I stopped short. Miss Andrews was gazing pensively out over the mirror-like surface of the Lake. Finally she spoke.

"You may tell Mr. Harley," she said, with a sigh, "that I will trouble him no more. He can do with me as he pleases in all save one particular. He shall not marry me to a man I do not love. If he takes the man I love for my hero, then will I follow him to the death."

"And may I ask who that man is?"

"You may ask if you please," she replied, with a little smile. "But I won't answer you, except to say that it isn't you."

"And am I forgiven for my runaway story?" I asked.

"Yes," she said. "You wouldn't expect me to condemn a man for loyalty to his friend, would you?"

With which understanding Miss Andrews and I continued our walk, and when we parted I found that the little interview I had started to write had turned into the suggestion of a romance, which I was in duty bound to destroy—but I began to have a glimmering of an idea as to who the man was that Marguerite Andrews wished for a hero, and I regretted also to find myself convinced of the truth of her statement that that man did not bear my name.

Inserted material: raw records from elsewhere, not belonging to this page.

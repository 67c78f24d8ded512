//! Static per-layer configuration.
//!
//! Which tables feed the `/api/states` union, and which column each layer
//! is date-filtered on. Adding a spatial table to either list is a config
//! change, not a code change.

use std::collections::BTreeMap;

use serde::{Deserialize, Serialize};

use crate::catalog::is_safe_identifier;

use super::errors::{ConfigError, ConfigResult};

/// Attributes of one configured layer
#[derive(Debug, Clone, PartialEq, Eq, Serialize, Deserialize)]
pub struct LayerAttributes {
    /// Column used by `/api/filter/{table}`; layers without one cannot be
    /// date-filtered.
    #[serde(default)]
    pub date_column: Option<String>,

    /// Whether the layer's `state` values feed `/api/states` (default: true)
    #[serde(default = "default_state_source")]
    pub state_source: bool,
}

fn default_state_source() -> bool {
    true
}

impl LayerAttributes {
    pub fn dated(date_column: &str) -> Self {
        Self {
            date_column: Some(date_column.to_string()),
            state_source: true,
        }
    }
}

/// Table name → attributes
#[derive(Debug, Clone, PartialEq, Eq, Serialize, Deserialize)]
#[serde(transparent)]
pub struct LayerRegistry {
    layers: BTreeMap<String, LayerAttributes>,
}

impl Default for LayerRegistry {
    fn default() -> Self {
        Self::empty()
            .with_layer("neinput", LayerAttributes::dated("inputdate"))
            .with_layer("jkinput", LayerAttributes::dated("inputdate"))
            .with_layer("lweinput", LayerAttributes::dated("inputdate"))
            .with_layer("uavintercept", LayerAttributes::dated("missiondate"))
            .with_layer("crpfdeployment", LayerAttributes::dated("inputdate"))
            .with_layer("crpfincident", LayerAttributes::dated("inputdate"))
    }
}

impl LayerRegistry {
    pub fn empty() -> Self {
        Self {
            layers: BTreeMap::new(),
        }
    }

    pub fn with_layer(mut self, name: &str, attributes: LayerAttributes) -> Self {
        self.layers.insert(name.to_string(), attributes);
        self
    }

    pub fn get(&self, table: &str) -> Option<&LayerAttributes> {
        self.layers.get(table)
    }

    /// Date column configured for `table`, if any.
    pub fn date_column(&self, table: &str) -> Option<&str> {
        self.layers
            .get(table)
            .and_then(|attributes| attributes.date_column.as_deref())
    }

    /// Tables unioned by `/api/states`, in name order.
    pub fn state_sources(&self) -> Vec<&str> {
        self.layers
            .iter()
            .filter(|(_, attributes)| attributes.state_source)
            .map(|(name, _)| name.as_str())
            .collect()
    }

    pub fn len(&self) -> usize {
        self.layers.len()
    }

    pub fn is_empty(&self) -> bool {
        self.layers.is_empty()
    }

    /// Every name that may end up quoted into SQL must be a safe identifier.
    pub fn validate(&self) -> ConfigResult<()> {
        for (name, attributes) in &self.layers {
            if !is_safe_identifier(name) {
                return Err(ConfigError::invalid(format!("Invalid layer name: '{}'", name)));
            }
            if let Some(column) = &attributes.date_column {
                if !is_safe_identifier(column) {
                    return Err(ConfigError::invalid(format!(
                        "Invalid date column '{}' for layer '{}'",
                        column, name
                    )));
                }
            }
        }
        Ok(())
    }
}

#[cfg(test)]
mod tests {
    use super::*;

    #[test]
    fn test_default_registry() {
        let registry = LayerRegistry::default();
        assert_eq!(registry.len(), 6);
        assert_eq!(registry.date_column("neinput"), Some("inputdate"));
        assert_eq!(registry.date_column("uavintercept"), Some("missiondate"));
        assert_eq!(registry.date_column("roads"), None);
        assert_eq!(registry.state_sources().len(), 6);
        assert!(registry.validate().is_ok());
    }

    #[test]
    fn test_deserialize_with_defaults() {
        let registry: LayerRegistry = serde_json::from_str(
            r#"{
                "rivers": {},
                "floods": { "date_column": "observed_on", "state_source": false }
            }"#,
        )
        .unwrap();

        assert_eq!(registry.date_column("rivers"), None);
        assert_eq!(registry.date_column("floods"), Some("observed_on"));
        assert_eq!(registry.state_sources(), vec!["rivers"]);
    }

    #[test]
    fn test_rejects_unsafe_names() {
        let registry = LayerRegistry::empty().with_layer("roads;--", LayerAttributes::dated("day"));
        assert!(registry.validate().is_err());

        let registry = LayerRegistry::empty().with_layer("roads", LayerAttributes::dated("day\""));
        assert!(registry.validate().is_err());
    }
}
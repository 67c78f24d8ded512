//! geoportal CLI entry point
//!
//! Parses arguments, dispatches to the CLI module, prints errors to stderr
//! and exits non-zero on failure.

use geoportal::cli;

fn main() {
    if let Err(e) = cli::run() {
        eprintln!("{}", e);
        std::process::exit(1);
    }
}
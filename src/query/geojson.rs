//! GeoJSON response shapes.

use serde::{Deserialize, Serialize};
use serde_json::{Map, Value};

/// A GeoJSON `Feature`.
#[derive(Debug, Clone, PartialEq, Serialize, Deserialize)]
pub struct Feature {
    #[serde(rename = "type")]
    pub kind: String,
    pub geometry: Value,
    pub properties: Map<String, Value>,
    pub id: Value,
}

impl Feature {
    pub fn new(geometry: Value, properties: Map<String, Value>, id: Value) -> Self {
        Self {
            kind: "Feature".to_string(),
            geometry,
            properties,
            id,
        }
    }
}

/// A GeoJSON `FeatureCollection`.
#[derive(Debug, Clone, PartialEq, Serialize, Deserialize)]
pub struct FeatureCollection {
    #[serde(rename = "type")]
    pub kind: String,
    pub features: Vec<Feature>,
}

impl FeatureCollection {
    pub fn new(features: Vec<Feature>) -> Self {
        Self {
            kind: "FeatureCollection".to_string(),
            features,
        }
    }

    /// Returned when the aggregate over zero rows is null.
    pub fn empty() -> Self {
        Self::new(Vec::new())
    }

    pub fn to_value(&self) -> Value {
        serde_json::to_value(self).unwrap_or(Value::Null)
    }
}

impl Default for FeatureCollection {
    fn default() -> Self {
        Self::empty()
    }
}

#[cfg(test)]
mod tests {
    use super::*;
    use serde_json::json;

    #[test]
    fn test_empty_collection_shape() {
        assert_eq!(
            FeatureCollection::empty().to_value(),
            json!({"type": "FeatureCollection", "features": []})
        );
    }

    #[test]
    fn test_feature_serialization() {
        let mut properties = Map::new();
        properties.insert("state".to_string(), json!("Assam"));
        let feature = Feature::new(json!({"type": "Point", "coordinates": [91.7, 26.1]}), properties, json!(7));

        let value = serde_json::to_value(&feature).unwrap();
        assert_eq!(value["type"], "Feature");
        assert_eq!(value["id"], 7);
        assert_eq!(value["properties"]["state"], "Assam");
        assert_eq!(value["geometry"]["type"], "Point");
    }
}
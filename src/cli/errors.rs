//! CLI-specific error types
//!
//! All CLI errors are fatal: they are printed and the process exits non-zero.

use std::fmt;
use std::io;

use crate::config::ConfigError;

/// CLI error codes
#[derive(Debug, Clone, PartialEq, Eq)]
pub enum CliErrorCode {
    /// Configuration file error
    ConfigError,
    /// I/O error (stdout, socket bind)
    IoError,
    /// Logging could not be installed
    LoggingError,
    /// Server failed to start or stopped with an error
    ServeFailed,
}

impl CliErrorCode {
    /// Get the error code string
    pub fn code(&self) -> &'static str {
        match self {
            Self::ConfigError => "GEOPORTAL_CLI_CONFIG_ERROR",
            Self::IoError => "GEOPORTAL_CLI_IO_ERROR",
            Self::LoggingError => "GEOPORTAL_CLI_LOGGING_ERROR",
            Self::ServeFailed => "GEOPORTAL_CLI_SERVE_FAILED",
        }
    }
}

/// CLI error
#[derive(Debug)]
pub struct CliError {
    code: CliErrorCode,
    message: String,
}

impl CliError {
    /// Create a new CLI error
    pub fn new(code: CliErrorCode, message: impl Into<String>) -> Self {
        Self {
            code,
            message: message.into(),
        }
    }

    /// Config error
    pub fn config_error(msg: impl Into<String>) -> Self {
        Self::new(CliErrorCode::ConfigError, msg)
    }

    /// I/O error
    pub fn io_error(msg: impl Into<String>) -> Self {
        Self::new(CliErrorCode::IoError, msg)
    }

    /// Logging error
    pub fn logging_error(msg: impl Into<String>) -> Self {
        Self::new(CliErrorCode::LoggingError, msg)
    }

    /// Serve failed
    pub fn serve_failed(msg: impl Into<String>) -> Self {
        Self::new(CliErrorCode::ServeFailed, msg)
    }

    /// Get the error code
    pub fn code(&self) -> &CliErrorCode {
        &self.code
    }

    /// Get the error message
    pub fn message(&self) -> &str {
        &self.message
    }
}

impl fmt::Display for CliError {
    fn fmt(&self, f: &mut fmt::Formatter<'_>) -> fmt::Result {
        write!(f, "{}: {}", self.code.code(), self.message)
    }
}

impl std::error::Error for CliError {}

impl From<io::Error> for CliError {
    fn from(e: io::Error) -> Self {
        Self::io_error(e.to_string())
    }
}

impl From<serde_json::Error> for CliError {
    fn from(e: serde_json::Error) -> Self {
        Self::io_error(format!("JSON error: {}", e))
    }
}

impl From<ConfigError> for CliError {
    fn from(e: ConfigError) -> Self {
        Self::config_error(e.to_string())
    }
}

/// CLI result type
pub type CliResult<T> = Result<T, CliError>;

#[cfg(test)]
mod tests {
    use super::*;

    #[test]
    fn test_display_includes_code() {
        let err = CliError::config_error("missing database section");
        assert_eq!(
            err.to_string(),
            "GEOPORTAL_CLI_CONFIG_ERROR: missing database section"
        );
    }

    #[test]
    fn test_config_error_conversion() {
        let err: CliError = ConfigError::invalid("server.port must be non-zero").into();
        assert_eq!(err.code(), &CliErrorCode::ConfigError);
        assert!(err.message().contains("server.port"));
    }
}
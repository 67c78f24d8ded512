//! HTTP Server Configuration
//!
//! Configuration for the HTTP server including host, port, and CORS settings.

use serde::{Deserialize, Serialize};

/// HTTP server configuration
#[derive(Debug, Clone, PartialEq, Eq, Serialize, Deserialize)]
pub struct HttpServerConfig {
    /// Host to bind to (default: "0.0.0.0")
    #[serde(default = "default_host")]
    pub host: String,

    /// Port to bind to (default: 8000)
    #[serde(default = "default_port")]
    pub port: u16,

    /// CORS allowed origins. Empty (the default) allows any origin.
    #[serde(default)]
    pub cors_origins: Vec<String>,
}

fn default_host() -> String {
    "0.0.0.0".to_string()
}

fn default_port() -> u16 {
    8000
}

impl Default for HttpServerConfig {
    fn default() -> Self {
        Self {
            host: default_host(),
            port: default_port(),
            cors_origins: Vec::new(),
        }
    }
}

impl HttpServerConfig {
    /// Create a new config with specified port
    pub fn with_port(port: u16) -> Self {
        Self {
            port,
            ..Default::default()
        }
    }

    /// Get the socket address string
    pub fn socket_addr(&self) -> String {
        format!("{}:{}", self.host, self.port)
    }
}
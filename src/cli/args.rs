//! CLI argument definitions using clap
//!
//! Commands:
//! - geoportal serve [--config <path>]
//! - geoportal check-config --config <path>

use clap::{Parser, Subcommand};
use std::path::PathBuf;

/// geoportal - read-only GeoJSON API over PostGIS layers
#[derive(Parser, Debug)]
#[command(name = "geoportal")]
#[command(version, about, long_about = None)]
pub struct Cli {
    #[command(subcommand)]
    pub command: Command,
}

#[derive(Subcommand, Debug)]
pub enum Command {
    /// Start the HTTP API server
    Serve {
        /// Path to configuration file (built-in defaults when omitted)
        #[arg(long)]
        config: Option<PathBuf>,
    },

    /// Load and validate a configuration file, then print the effective settings
    CheckConfig {
        /// Path to configuration file
        #[arg(long, default_value = "./geoportal.json")]
        config: PathBuf,
    },
}

impl Cli {
    /// Parse command line arguments
    pub fn parse_args() -> Self {
        Cli::parse()
    }
}

#[cfg(test)]
mod tests {
    use super::*;

    #[test]
    fn test_serve_without_config() {
        let cli = Cli::try_parse_from(["geoportal", "serve"]).unwrap();
        assert!(matches!(cli.command, Command::Serve { config: None }));
    }

    #[test]
    fn test_check_config_default_path() {
        let cli = Cli::try_parse_from(["geoportal", "check-config"]).unwrap();
        match cli.command {
            Command::CheckConfig { config } => {
                assert_eq!(config, PathBuf::from("./geoportal.json"))
            }
            other => panic!("unexpected command: {:?}", other),
        }
    }

    #[test]
    fn test_unknown_command_rejected() {
        assert!(Cli::try_parse_from(["geoportal", "migrate"]).is_err());
    }
}
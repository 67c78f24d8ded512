//! # Spatial Store
//!
//! Connection seam between the request pipelines and the database.
//!
//! A [`ConnectionProvider`] opens one [`SpatialSession`] per request. The
//! caller owns the session and must call [`SpatialSession::close`] on every
//! exit path; sessions are never shared or reused across requests.

use std::future::Future;

use serde::{Deserialize, Serialize};
use serde_json::Value;

use crate::errors::ApiResult;
use crate::query::{DistinctQuery, FeatureQuery};

pub mod memory;
pub mod postgres;

pub use memory::{MemoryCatalog, MemoryProvider, MemoryTable};
pub use postgres::{PgProvider, PgSession};

/// (name, data type) of a non-geometry column.
#[derive(Debug, Clone, PartialEq, Eq, Serialize, Deserialize)]
pub struct ColumnDescriptor {
    pub name: String,
    #[serde(rename = "type")]
    pub data_type: String,
}

impl ColumnDescriptor {
    pub fn new(name: impl Into<String>, data_type: impl Into<String>) -> Self {
        Self {
            name: name.into(),
            data_type: data_type.into(),
        }
    }
}

/// Opens per-request sessions.
pub trait ConnectionProvider: Send + Sync + 'static {
    type Session: SpatialSession;

    /// Fails with `ServiceUnavailable` when no connection can be made.
    fn connect(&self) -> impl Future<Output = ApiResult<Self::Session>> + Send;
}

/// One open database connection.
pub trait SpatialSession: Send + Sized {
    /// Schema the catalog lookups are scoped to
    fn schema(&self) -> &str;

    /// Name of the geometry column excluded from properties
    fn geometry_column(&self) -> &str;

    /// Tables registered in the spatial-metadata catalog.
    fn list_layers(&mut self) -> impl Future<Output = ApiResult<Vec<String>>> + Send;

    fn table_exists(&mut self, table: &str) -> impl Future<Output = ApiResult<bool>> + Send;

    fn column_exists(
        &mut self,
        table: &str,
        column: &str,
    ) -> impl Future<Output = ApiResult<bool>> + Send;

    /// Non-geometry columns in catalog order; empty for unknown tables.
    fn describe_columns(
        &mut self,
        table: &str,
    ) -> impl Future<Output = ApiResult<Vec<ColumnDescriptor>>> + Send;

    fn distinct_values(
        &mut self,
        query: &DistinctQuery,
    ) -> impl Future<Output = ApiResult<Vec<String>>> + Send;

    /// `None` when the query matched no rows.
    fn feature_collection(
        &mut self,
        query: &FeatureQuery,
    ) -> impl Future<Output = ApiResult<Option<Value>>> + Send;

    /// Releases the connection.
    fn close(self) -> impl Future<Output = ()> + Send;
}
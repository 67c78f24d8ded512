//! Catalog-backed validation of table and column names.
//!
//! [`TableName`] and [`ColumnName`] are only constructed here, after the
//! spatial or schema catalog confirmed the name. Query builders accept
//! nothing else, so an unchecked identifier cannot reach SQL text.

use std::fmt;

use crate::errors::{ApiError, ApiResult};
use crate::store::SpatialSession;

use super::identifier::validate_identifier;

/// A table registered in the spatial-metadata catalog.
#[derive(Debug, Clone, PartialEq, Eq, Hash)]
pub struct TableName {
    schema: String,
    name: String,
}

impl TableName {
    fn from_catalog(schema: &str, name: &str) -> Self {
        Self {
            schema: schema.to_string(),
            name: name.to_string(),
        }
    }

    pub fn schema(&self) -> &str {
        &self.schema
    }

    pub fn name(&self) -> &str {
        &self.name
    }
}

impl fmt::Display for TableName {
    fn fmt(&self, f: &mut fmt::Formatter<'_>) -> fmt::Result {
        write!(f, "{}", self.name)
    }
}

/// A column found in a [`TableName`]'s schema.
#[derive(Debug, Clone, PartialEq, Eq, Hash)]
pub struct ColumnName(String);

impl ColumnName {
    fn from_catalog(name: &str) -> Self {
        Self(name.to_string())
    }

    pub fn as_str(&self) -> &str {
        &self.0
    }
}

impl fmt::Display for ColumnName {
    fn fmt(&self, f: &mut fmt::Formatter<'_>) -> fmt::Result {
        write!(f, "{}", self.0)
    }
}

/// Looks `name` up in the spatial catalog.
///
/// Returns `Ok(None)` for a well-formed name that is not a registered
/// spatial table, and `InvalidArgument` for a malformed one.
pub async fn resolve_table<S: SpatialSession>(
    session: &mut S,
    name: &str,
) -> ApiResult<Option<TableName>> {
    let name = validate_identifier(name)?;
    if session.table_exists(name).await? {
        Ok(Some(TableName::from_catalog(session.schema(), name)))
    } else {
        Ok(None)
    }
}

/// Like [`resolve_table`], but a missing table is `NotFound`.
pub async fn require_table<S: SpatialSession>(session: &mut S, name: &str) -> ApiResult<TableName> {
    match resolve_table(session, name).await? {
        Some(table) => Ok(table),
        None => {
            tracing::error!(table = %name, "table not found in geometry_columns");
            Err(ApiError::table_not_found(name))
        }
    }
}

/// Confirms that `column` exists on `table`.
pub async fn resolve_column<S: SpatialSession>(
    session: &mut S,
    table: &TableName,
    column: &str,
) -> ApiResult<Option<ColumnName>> {
    if session.column_exists(table.name(), column).await? {
        Ok(Some(ColumnName::from_catalog(column)))
    } else {
        Ok(None)
    }
}

/// The configured geometry column of `table`.
pub async fn geometry_column<S: SpatialSession>(
    session: &mut S,
    table: &TableName,
) -> ApiResult<ColumnName> {
    let geometry = session.geometry_column().to_string();
    resolve_column(session, table, &geometry)
        .await?
        .ok_or_else(|| {
            ApiError::Internal(format!(
                "Table '{}' has no {} column",
                table, geometry
            ))
        })
}

/// Non-geometry columns of `table`, in catalog order.
pub async fn list_columns<S: SpatialSession>(
    session: &mut S,
    table: &TableName,
) -> ApiResult<Vec<ColumnName>> {
    let columns = session.describe_columns(table.name()).await?;
    Ok(columns
        .iter()
        .map(|column| ColumnName::from_catalog(&column.name))
        .collect())
}
//! # Spatial REST API Module
//!
//! Request parameters, per-endpoint pipelines and response bodies for the
//! read-only layer API. The axum wiring lives in `http_server`.

pub mod handler;
pub mod parser;
pub mod response;

pub use parser::{parse_page, DistrictParams, FilterParams};
pub use response::{ColumnsResponse, DistrictsResponse, LayersResponse, StatesResponse};
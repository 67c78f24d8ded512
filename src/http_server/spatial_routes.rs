//! Spatial Layer HTTP Routes
//!
//! Endpoints for layer discovery, filter values and GeoJSON features.
//!
//! Every handler opens one session, runs its pipeline, and closes the
//! session before inspecting the result, so the connection is released on
//! success and failure alike.

use std::collections::HashMap;
use std::sync::Arc;

use axum::{
    extract::{Path, Query, State},
    routing::get,
    Json, Router,
};
use serde_json::Value;

use crate::catalog::validate_identifier;
use crate::config::LayerRegistry;
use crate::errors::ApiResult;
use crate::rest_api::handler;
use crate::rest_api::{
    parse_page, ColumnsResponse, DistrictParams, DistrictsResponse, FilterParams,
    LayersResponse, StatesResponse,
};
use crate::store::{ConnectionProvider, SpatialSession};

// ==================
// Shared State
// ==================

/// Read-only state shared across handlers
pub struct SpatialState<P: ConnectionProvider> {
    pub provider: P,
    pub layers: LayerRegistry,
}

impl<P: ConnectionProvider> SpatialState<P> {
    pub fn new(provider: P, layers: LayerRegistry) -> Self {
        Self { provider, layers }
    }
}

type SharedState<P> = Arc<SpatialState<P>>;

// ==================
// Spatial Routes
// ==================

/// Create spatial routes
pub fn spatial_routes<P: ConnectionProvider>(state: SharedState<P>) -> Router {
    Router::new()
        .route("/layers", get(layers_handler::<P>))
        .route("/states", get(states_handler::<P>))
        .route("/districts", get(districts_handler::<P>))
        .route("/geojson/:table_name", get(geojson_handler::<P>))
        .route("/filter/:table_name", get(filter_handler::<P>))
        .route("/columns/:table_name", get(columns_handler::<P>))
        .with_state(state)
}

// ==================
// Helper Functions
// ==================

async fn open_session<P: ConnectionProvider>(
    state: &SpatialState<P>,
    operation: &'static str,
    subject: &str,
) -> ApiResult<P::Session> {
    state.provider.connect().await.map_err(|e| {
        tracing::error!(operation, subject, error = %e, "database connection failed");
        e
    })
}

/// Logs a failed result with its context before it becomes a response.
fn finish<T>(operation: &'static str, subject: &str, result: ApiResult<T>) -> ApiResult<T> {
    if let Err(e) = &result {
        tracing::error!(
            operation,
            subject,
            status = e.status_code().as_u16(),
            error = %e,
            "request failed"
        );
    }
    result
}

// ==================
// Handlers
// ==================

async fn layers_handler<P: ConnectionProvider>(
    State(state): State<SharedState<P>>,
) -> ApiResult<Json<LayersResponse>> {
    const OPERATION: &str = "list_layers";

    let mut session = open_session(&state, OPERATION, "").await?;
    let result = handler::list_layers(&mut session).await;
    session.close().await;

    let layers = finish(OPERATION, "", result)?;
    Ok(Json(LayersResponse { layers }))
}

async fn states_handler<P: ConnectionProvider>(
    State(state): State<SharedState<P>>,
) -> ApiResult<Json<StatesResponse>> {
    const OPERATION: &str = "list_states";

    let mut session = open_session(&state, OPERATION, "").await?;
    let result = handler::list_states(&mut session, &state.layers).await;
    session.close().await;

    let states = finish(OPERATION, "", result)?;
    Ok(Json(StatesResponse { states }))
}

async fn districts_handler<P: ConnectionProvider>(
    State(state): State<SharedState<P>>,
    Query(query): Query<HashMap<String, String>>,
) -> ApiResult<Json<DistrictsResponse>> {
    const OPERATION: &str = "list_districts";
    let subject = query.get("layers").cloned().unwrap_or_default();

    let params = finish(OPERATION, &subject, DistrictParams::parse(&query))?;
    let mut session = open_session(&state, OPERATION, &subject).await?;
    let result = handler::list_districts(&mut session, &params).await;
    session.close().await;

    let districts = finish(OPERATION, &subject, result)?;
    Ok(Json(DistrictsResponse { districts }))
}

async fn geojson_handler<P: ConnectionProvider>(
    State(state): State<SharedState<P>>,
    Path(table_name): Path<String>,
    Query(query): Query<HashMap<String, String>>,
) -> ApiResult<Json<Value>> {
    const OPERATION: &str = "get_geojson";
    tracing::info!(table = %table_name, "fetching GeoJSON");

    finish(OPERATION, &table_name, validate_identifier(&table_name).map(|_| ()))?;
    let page = finish(OPERATION, &table_name, parse_page(&query))?;

    let mut session = open_session(&state, OPERATION, &table_name).await?;
    let result = handler::get_features(&mut session, &table_name, page).await;
    session.close().await;

    finish(OPERATION, &table_name, result).map(Json)
}

async fn filter_handler<P: ConnectionProvider>(
    State(state): State<SharedState<P>>,
    Path(table_name): Path<String>,
    Query(query): Query<HashMap<String, String>>,
) -> ApiResult<Json<Value>> {
    const OPERATION: &str = "filter_geojson";

    finish(OPERATION, &table_name, validate_identifier(&table_name).map(|_| ()))?;
    let params = finish(OPERATION, &table_name, FilterParams::parse(&query))?;
    tracing::info!(
        table = %table_name,
        start_date = %params.start_date,
        end_date = %params.end_date,
        state = ?params.state,
        district = ?params.district,
        "filtering GeoJSON"
    );

    let mut session = open_session(&state, OPERATION, &table_name).await?;
    let result = handler::filter_features(&mut session, &table_name, &state.layers, &params).await;
    session.close().await;

    finish(OPERATION, &table_name, result).map(Json)
}

async fn columns_handler<P: ConnectionProvider>(
    State(state): State<SharedState<P>>,
    Path(table_name): Path<String>,
) -> ApiResult<Json<ColumnsResponse>> {
    const OPERATION: &str = "get_columns";
    tracing::info!(table = %table_name, "fetching columns");

    finish(OPERATION, &table_name, validate_identifier(&table_name).map(|_| ()))?;

    let mut session = open_session(&state, OPERATION, &table_name).await?;
    let result = handler::get_columns(&mut session, &table_name).await;
    session.close().await;

    let columns = finish(OPERATION, &table_name, result)?;
    Ok(Json(ColumnsResponse { columns }))
}

#[cfg(test)]
mod tests {
    use super::*;
    use crate::store::{MemoryCatalog, MemoryProvider};

    #[test]
    fn test_router_builds() {
        let provider = MemoryProvider::new(MemoryCatalog::new("public", "geom"));
        let state = Arc::new(SpatialState::new(provider, LayerRegistry::default()));
        let _router = spatial_routes(state);
    }
}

"I will be master of what is mine own: She is my goods, my chattels." - "Taming of the Shrew."

At the end of ten days Harley returned from Barnegat, brown as a berry and ready for war, if war it was still to be. The outing had done him a world of good, and the fish stories he told as we sat at dinner showed that, realist though he might be, he had yet not failed to cultivate his imagination in certain directions. I may observe in passing, and in this connection, that if I had a son whom it was my ambition to see making his mark in the world as a writer of romance, as distinguished from the real, I should, as the first step in his development, take care that he became a fisherman. The telling of tales of the fish he caught when no one else was near to see would give him, as it has given many another, a good schooling in the realms of the imagination.

I was glad to note that Harley's wonted cheerfulness had returned, and that he had become more like himself than he had been at any time since his first failure with Miss Andrews.

"Your advice was excellent," he said, as we sipped our coffee at the club the night of his return. "I have a clear two weeks in which to tackle that story, and I feel confident now that I shall get it done. Furthermore, I shall send the chapters to Herring, Beemer, & Chadwick as I write them, so that there must be no failure. I shall be compelled to finish the tale, whatever may happen, and Miss Andrews shall go through to the bitter end, willy-nilly."

"Don't be rash, Harley," I said; for it seemed to me that Miss Andrews, having consented at my solicitation to be a docile heroine for just so long as Harley did not insist upon her marrying the man she did not love, it was no time for him to break away from the principles he had so steadfastly adhered to hitherto and become a martinet. He struck me as being more than likely to crack the whip like a ring-master in his present mood than to play the indulgent author, and I felt pretty confident that the instant the snap of the lash reached the ears of Marguerite Andrews his troubles would begin again tenfold, both in quality and in quantity, with no possible hope for a future reconciliation between them.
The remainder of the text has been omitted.